* [Instructions for the task] Nothing but the lines from the one with "(Some(a), Some(b)) =>" through the end of the records below should be written out, and each must match word for word.

* [Information provided]
##########
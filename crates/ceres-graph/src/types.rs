//! Core types shared by ports, nodes and the persisted graph format

use std::fmt;
use std::str::FromStr;

use serde::{Deserialize, Deserializer, Serialize, Serializer};

/// Unique identifier for a node within a graph
pub type NodeGuid = String;

/// The declared type of a port or variable
///
/// Persisted as a short string (`"int"`, `"object:Entity"`, `"custom:Handle"`).
#[derive(Debug, Clone, PartialEq, Eq, Hash)]
pub enum PortType {
    /// Accepts any value
    Any,
    /// Boolean value
    Bool,
    /// Signed integer
    Int,
    /// Floating point number
    Float,
    /// Text string
    String,
    /// Arbitrary JSON document
    Json,
    /// Reference to a host object of the named kind
    Object(String),
    /// Control-flow reference to another node
    Node,
    /// Host-defined value kind
    Custom(String),
    /// Placeholder for the n-th generic argument of a generic node type
    Generic(usize),
}

impl PortType {
    /// Whether a value of this type can be read by a port of `other` type without conversion
    pub fn accepts_directly(&self, other: &PortType) -> bool {
        matches!(self, PortType::Any) || self == other
    }

    /// Replace generic placeholders with concrete arguments
    ///
    /// Returns `None` if a placeholder index has no matching argument.
    pub fn instantiate(&self, arguments: &[PortType]) -> Option<PortType> {
        match self {
            PortType::Generic(index) => arguments.get(*index).cloned(),
            other => Some(other.clone()),
        }
    }

    /// Whether this type still contains a generic placeholder
    pub fn is_generic(&self) -> bool {
        matches!(self, PortType::Generic(_))
    }
}

impl fmt::Display for PortType {
    fn fmt(&self, f: &mut fmt::Formatter<'_>) -> fmt::Result {
        match self {
            PortType::Any => write!(f, "any"),
            PortType::Bool => write!(f, "bool"),
            PortType::Int => write!(f, "int"),
            PortType::Float => write!(f, "float"),
            PortType::String => write!(f, "string"),
            PortType::Json => write!(f, "json"),
            PortType::Object(name) => write!(f, "object:{}", name),
            PortType::Node => write!(f, "node"),
            PortType::Custom(name) => write!(f, "custom:{}", name),
            PortType::Generic(index) => write!(f, "generic:{}", index),
        }
    }
}

impl FromStr for PortType {
    type Err = String;

    fn from_str(s: &str) -> std::result::Result<Self, Self::Err> {
        let parsed = match s {
            "any" => PortType::Any,
            "bool" => PortType::Bool,
            "int" => PortType::Int,
            "float" => PortType::Float,
            "string" => PortType::String,
            "json" => PortType::Json,
            "node" => PortType::Node,
            other => {
                if let Some(name) = other.strip_prefix("object:") {
                    PortType::Object(name.to_string())
                } else if let Some(name) = other.strip_prefix("custom:") {
                    PortType::Custom(name.to_string())
                } else if let Some(index) = other.strip_prefix("generic:") {
                    let index = index
                        .parse::<usize>()
                        .map_err(|_| format!("invalid generic index in '{}'", other))?;
                    PortType::Generic(index)
                } else {
                    return Err(format!("unknown port type '{}'", other));
                }
            }
        };
        Ok(parsed)
    }
}

impl Serialize for PortType {
    fn serialize<S: Serializer>(&self, serializer: S) -> std::result::Result<S::Ok, S::Error> {
        serializer.collect_str(self)
    }
}

impl<'de> Deserialize<'de> for PortType {
    fn deserialize<D: Deserializer<'de>>(deserializer: D) -> std::result::Result<Self, D::Error> {
        let s = String::deserialize(deserializer)?;
        s.parse().map_err(serde::de::Error::custom)
    }
}

/// Whether a port receives or provides a value
#[derive(Debug, Clone, Copy, PartialEq, Eq, Hash, Serialize, Deserialize)]
#[serde(rename_all = "snake_case")]
pub enum PortDirection {
    Input,
    Output,
}

impl PortDirection {
    /// The opposite direction
    pub fn opposite(self) -> Self {
        match self {
            PortDirection::Input => PortDirection::Output,
            PortDirection::Output => PortDirection::Input,
        }
    }
}

/// How many connections a port accepts
#[derive(Debug, Clone, Copy, PartialEq, Eq, Hash, Serialize, Deserialize)]
#[serde(rename_all = "snake_case")]
pub enum PortCapacity {
    Single,
    Multi,
}

/// Whether a port carries data or a control-flow reference
#[derive(Debug, Clone, Copy, PartialEq, Eq, Hash, Serialize, Deserialize)]
#[serde(rename_all = "snake_case")]
pub enum PortKind {
    /// Value-carrying port
    Data,
    /// NodePort: its value is a reference to another node
    Control,
}

/// How a node type is scheduled
#[derive(Debug, Clone, Copy, PartialEq, Eq, Hash, Serialize, Deserialize)]
#[serde(rename_all = "snake_case")]
pub enum ExecutionPath {
    /// Runs only when reached through a control-flow link
    Forward,
    /// Runs on demand before any node that reads its outputs
    Dependency,
}

/// Category of a node, used for grouping in authoring tools
#[derive(Debug, Clone, Copy, PartialEq, Eq, Hash, Serialize, Deserialize)]
#[serde(rename_all = "snake_case")]
pub enum NodeCategory {
    /// Entry points (events, function inputs)
    Event,
    /// Control flow (branches, loops, sequences)
    Flow,
    /// Pure value producers and math
    Value,
    /// Variable access
    Variable,
    /// Custom function plumbing
    Function,
    /// Host object helpers
    Object,
    /// Debugging helpers
    Debug,
    /// Placeholder for unresolved types
    Invalid,
}

/// Stable identity of a node type: namespace, class and optional assembly
///
/// Persisted as `"Namespace.Class"` or `"Namespace.Class, Assembly"`.
#[derive(Debug, Clone, PartialEq, Eq, Hash, PartialOrd, Ord)]
pub struct TypeIdentity {
    pub namespace: String,
    pub class: String,
    pub assembly: Option<String>,
}

impl TypeIdentity {
    /// Create an identity without an assembly qualifier
    pub fn new(namespace: impl Into<String>, class: impl Into<String>) -> Self {
        Self {
            namespace: namespace.into(),
            class: class.into(),
            assembly: None,
        }
    }

    /// Add an assembly qualifier
    pub fn with_assembly(mut self, assembly: impl Into<String>) -> Self {
        self.assembly = Some(assembly.into());
        self
    }

    /// Parse `"Namespace.Class[, Assembly]"`
    ///
    /// The class is everything after the last dot of the type part; a type with
    /// no dot has an empty namespace.
    pub fn parse(text: &str) -> Self {
        let (type_part, assembly) = match text.split_once(',') {
            Some((ty, asm)) => (ty.trim(), Some(asm.trim().to_string()).filter(|a| !a.is_empty())),
            None => (text.trim(), None),
        };
        let (namespace, class) = match type_part.rsplit_once('.') {
            Some((ns, class)) => (ns.to_string(), class.to_string()),
            None => (String::new(), type_part.to_string()),
        };
        Self {
            namespace,
            class,
            assembly,
        }
    }

    /// `Namespace.Class` without the assembly
    pub fn full_name(&self) -> String {
        if self.namespace.is_empty() {
            self.class.clone()
        } else {
            format!("{}.{}", self.namespace, self.class)
        }
    }

    /// Whether two identities name the same type, ignoring a missing assembly on either side
    pub fn matches(&self, other: &TypeIdentity) -> bool {
        self.namespace == other.namespace
            && self.class == other.class
            && match (&self.assembly, &other.assembly) {
                (Some(a), Some(b)) => a == b,
                _ => true,
            }
    }
}

impl fmt::Display for TypeIdentity {
    fn fmt(&self, f: &mut fmt::Formatter<'_>) -> fmt::Result {
        match &self.assembly {
            Some(assembly) => write!(f, "{}, {}", self.full_name(), assembly),
            None => write!(f, "{}", self.full_name()),
        }
    }
}

impl From<&str> for TypeIdentity {
    fn from(text: &str) -> Self {
        Self::parse(text)
    }
}

impl Serialize for TypeIdentity {
    fn serialize<S: Serializer>(&self, serializer: S) -> std::result::Result<S::Ok, S::Error> {
        serializer.collect_str(self)
    }
}

impl<'de> Deserialize<'de> for TypeIdentity {
    fn deserialize<D: Deserializer<'de>>(deserializer: D) -> std::result::Result<Self, D::Error> {
        let s = String::deserialize(deserializer)?;
        Ok(Self::parse(&s))
    }
}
##########
* [Your response]
                (Some(a), Some(b)) => a == b,
                _ => true,
            }
    }
}

impl fmt::Display for TypeIdentity {
    fn fmt(&self, f: &mut fmt::Formatter<'_>) -> fmt::Result {
        match &self.assembly {
            Some(assembly) => write!(f, "{}, {}", self.full_name(), assembly),
            None => write!(f, "{}", self.full_name()),
        }
    }
}

impl From<&str> for TypeIdentity {
    fn from(text: &str) -> Self {
        Self::parse(text)
    }
}

impl Serialize for TypeIdentity {
    fn serialize<S: Serializer>(&self, serializer: S) -> std::result::Result<S::Ok, S::Error> {
        serializer.collect_str(self)
    }
}

impl<'de> Deserialize<'de> for TypeIdentity {
    fn deserialize<D: Deserializer<'de>>(deserializer: D) -> std::result::Result<Self, D::Error> {
        let s = String::deserialize(deserializer)?;
        Ok(Self::parse(&s))
    }
}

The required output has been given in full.